If war is to have any meaning at all, its purpose must be to establish control over peoples and territories, and ultimately, this can be done only as Alexander the Great did it, on the ground. But because after the Civil War America’s Allies again and again took the terrible losses required to bleed the enemy, Americans gradually developed a belief in cheap victory.

In World War I, after Britain had suffered over 900,000 dead, and France more than 1,000,000, the United States threw her forces into the fray, to tip the scales at a loss of 50,000 killed in action.

In World War II, Russia lost more than 20,000,000 both military and civilian. Even agonized, stumbling France, in six weeks of 1940, lost more combat dead upon the field of battle — almost 500,000 — than did America during the entire war.

Without this sacrifice of our Allies all over the world, World War II could not have ended as it did, with the United States relatively unscathed.

More Americans died in thirty minutes at Antietam than died in thirty days of the Normandy beachhead.

But by concentrating to a large degree on sea and air power, the United States was able to add the strategic punch that knocked the Axis out of the war. Japan, particularly, as an island empire was peculiarly vulnerable to air and sea attack. And the main body of the Imperial Japanese Army, on guard against the Soviets in Manchuria, was never engaged by the United States.

It must never be forgotten that without the enormous holding power of American Allies, American industrial capacity of itself would not have been a determining factor. Even in 1944–1945, when the United States Army engaged an already strategically defeated Wehrmacht upon the ground of Europe, the effort strained the relatively small land combat power of America to the limit.

Comments

  1. Harry Jones says:

    If there’s a time and place for all-out war, it’s to destroy an invading force on one’s own soil. Desperate need plus home court advantage. Keep our supply lines short and cut off theirs. Our boots, our ground.

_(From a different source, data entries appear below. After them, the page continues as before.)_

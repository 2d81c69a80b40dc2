//! Wire types for the Cost Management and Retail Prices APIs.

use serde::{Deserialize, Serialize};
use serde_json::Value;

/// Response of the cost `query` and `forecast` endpoints.
#[derive(Debug, Clone, Serialize, Deserialize)]
pub struct QueryResponse {
    pub properties: QueryProperties,
}

/// Tabular result: descriptive columns plus positional rows.
#[derive(Debug, Clone, Default, Serialize, Deserialize)]
pub struct QueryProperties {
    /// Column descriptions. Informational only; rows are decoded by position.
    #[serde(default)]
    pub columns: Vec<QueryColumn>,

    /// Result rows, one JSON array per row
    pub rows: Vec<Vec<Value>>,

    /// Continuation URL for the next page, if any
    #[serde(rename = "nextLink", default, skip_serializing_if = "Option::is_none")]
    pub next_link: Option<String>,
}

/// One column description.
#[derive(Debug, Clone, PartialEq, Eq, Serialize, Deserialize)]
pub struct QueryColumn {
    pub name: String,
    #[serde(rename = "type")]
    pub column_type: String,
}

impl QueryResponse {
    /// Column names in order, for diagnostics.
    pub fn column_names(&self) -> Vec<&str> {
        self.properties
            .columns
            .iter()
            .map(|c| c.name.as_str())
            .collect()
    }
}

/// Response of the Retail Prices API.
#[derive(Debug, Clone, Default, Serialize, Deserialize)]
pub struct PriceApiResponse {
    #[serde(rename = "BillingCurrency", default)]
    pub billing_currency: Option<String>,

    #[serde(rename = "CustomerEntityId", default)]
    pub customer_entity_id: Option<String>,

    #[serde(rename = "CustomerEntityType", default)]
    pub customer_entity_type: Option<String>,

    #[serde(rename = "Items", default)]
    pub items: Vec<PriceRecord>,

    #[serde(rename = "NextPageLink", default)]
    pub next_page_link: Option<String>,

    #[serde(rename = "Count", default)]
    pub count: Option<u64>,
}

/// A single retail price entry.
///
/// The fields used for matching (`armRegionName`, `serviceName`, `meterName`)
/// and pricing are required; the rest default when absent.
#[derive(Debug, Clone, PartialEq, Serialize, Deserialize)]
#[serde(rename_all = "camelCase")]
pub struct PriceRecord {
    pub arm_region_name: String,
    pub service_name: String,
    pub meter_name: String,
    pub unit_of_measure: String,
    pub retail_price: f64,
    pub unit_price: f64,

    #[serde(default)]
    pub currency_code: String,
    #[serde(default)]
    pub tier_minimum_units: f64,
    #[serde(default)]
    pub reservation_term: Option<String>,
    #[serde(default)]
    pub location: String,
    #[serde(default)]
    pub effective_start_date: Option<String>,
    #[serde(default)]
    pub meter_id: String,
    #[serde(default)]
    pub product_id: String,
    #[serde(default)]
    pub sku_id: String,
    #[serde(default)]
    pub product_name: String,
    #[serde(default)]
    pub sku_name: String,
    #[serde(default)]
    pub service_id: String,
    #[serde(default)]
    pub service_family: String,
    #[serde(rename = "type", default)]
    pub price_type: String,
    #[serde(default)]
    pub is_primary_meter_region: bool,
    #[serde(default)]
    pub arm_sku_name: String,
}

impl PriceRecord {
    /// Minimal record, mostly for tests and fixtures.
    pub fn new(
        arm_region_name: impl Into<String>,
        service_name: impl Into<String>,
        meter_name: impl Into<String>,
        retail_price: f64,
    ) -> Self {
        Self {
            arm_region_name: arm_region_name.into(),
            service_name: service_name.into(),
            meter_name: meter_name.into(),
            unit_of_measure: String::new(),
            retail_price,
            unit_price: retail_price,
            currency_code: "USD".to_string(),
            tier_minimum_units: 0.0,
            reservation_term: None,
            location: String::new(),
            effective_start_date: None,
            meter_id: String::new(),
            product_id: String::new(),
            sku_id: String::new(),
            product_name: String::new(),
            sku_name: String::new(),
            service_id: String::new(),
            service_family: String::new(),
            price_type: "Consumption".to_string(),
            is_primary_meter_region: true,
            arm_sku_name: String::new(),
        }
    }

    /// Set the unit of measure.
    pub fn with_unit(mut self, unit: impl Into<String>) -> Self {
        self.unit_of_measure = unit.into();
        self
    }
}

#[cfg(test)]
mod tests {
    use super::*;

    #[test]
    fn test_query_response_deserializes() {
        let json = serde_json::json!({
            "id": "subscriptions/x/providers/Microsoft.CostManagement/query/abc",
            "properties": {
                "nextLink": null,
                "columns": [
                    {"name": "Cost", "type": "Number"},
                    {"name": "UsageDate", "type": "Number"},
                    {"name": "Currency", "type": "String"}
                ],
                "rows": [[1.5, 20240501, "EUR"]]
            }
        });
        let response: QueryResponse = serde_json::from_value(json).unwrap();
        assert_eq!(response.column_names(), vec!["Cost", "UsageDate", "Currency"]);
        assert_eq!(response.properties.rows.len(), 1);
        assert!(response.properties.next_link.is_none());
    }

    #[test]
    fn test_query_response_requires_rows() {
        let json = serde_json::json!({"properties": {"columns": []}});
        assert!(serde_json::from_value::<QueryResponse>(json).is_err());
    }

    #[test]
    fn test_price_response_deserializes() {
        let json = serde_json::json!({
            "BillingCurrency": "USD",
            "CustomerEntityId": "Default",
            "CustomerEntityType": "Retail",
            "Items": [{
                "currencyCode": "USD",
                "tierMinimumUnits": 0.0,
                "retailPrice": 0.0104,
                "unitPrice": 0.0104,
                "armRegionName": "westeurope",
                "location": "EU West",
                "effectiveStartDate": "2021-06-01T00:00:00Z",
                "meterId": "000a794b-bdb0-58be-a0cd-0c3a0f222923",
                "meterName": "B1s",
                "productId": "DZH318Z0BQPS",
                "skuId": "DZH318Z0BQPS/00TG",
                "productName": "Virtual Machines BS Series",
                "skuName": "B1s",
                "serviceName": "Virtual Machines",
                "serviceId": "DZH313Z7MMC8",
                "serviceFamily": "Compute",
                "unitOfMeasure": "1 Hour",
                "type": "Consumption",
                "isPrimaryMeterRegion": true,
                "armSkuName": "Standard_B1s"
            }],
            "NextPageLink": null,
            "Count": 1
        });
        let response: PriceApiResponse = serde_json::from_value(json).unwrap();
        assert_eq!(response.items.len(), 1);
        let item = &response.items[0];
        assert_eq!(item.arm_region_name, "westeurope");
        assert_eq!(item.unit_of_measure, "1 Hour");
        assert_eq!(item.price_type, "Consumption");
        assert!(response.next_page_link.is_none());
    }
}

    How much control over peoples and territories out there do we actually need, and is it worth the price? We can slam down existential threats when they emerge by remote control. Those who pose no threat to us we leave alone to live as they please.

    Allies? Reciprocity. If we always come to their rescue and they never come to ours, then there is something unbalanced in the relationship.

    Trade? Nineteenth century China. Police the high seas and the seaports, but leave the interior mostly alone.

    Humanitarian concerns? We can’t fix all the world’s problems, and we get into trouble when we try. Then we get blamed.

  2. Lucklucky says:

    Too much post victory rationalization

    The Nazis lost mostly because they were outproduced by the Allies. And had bigger armies.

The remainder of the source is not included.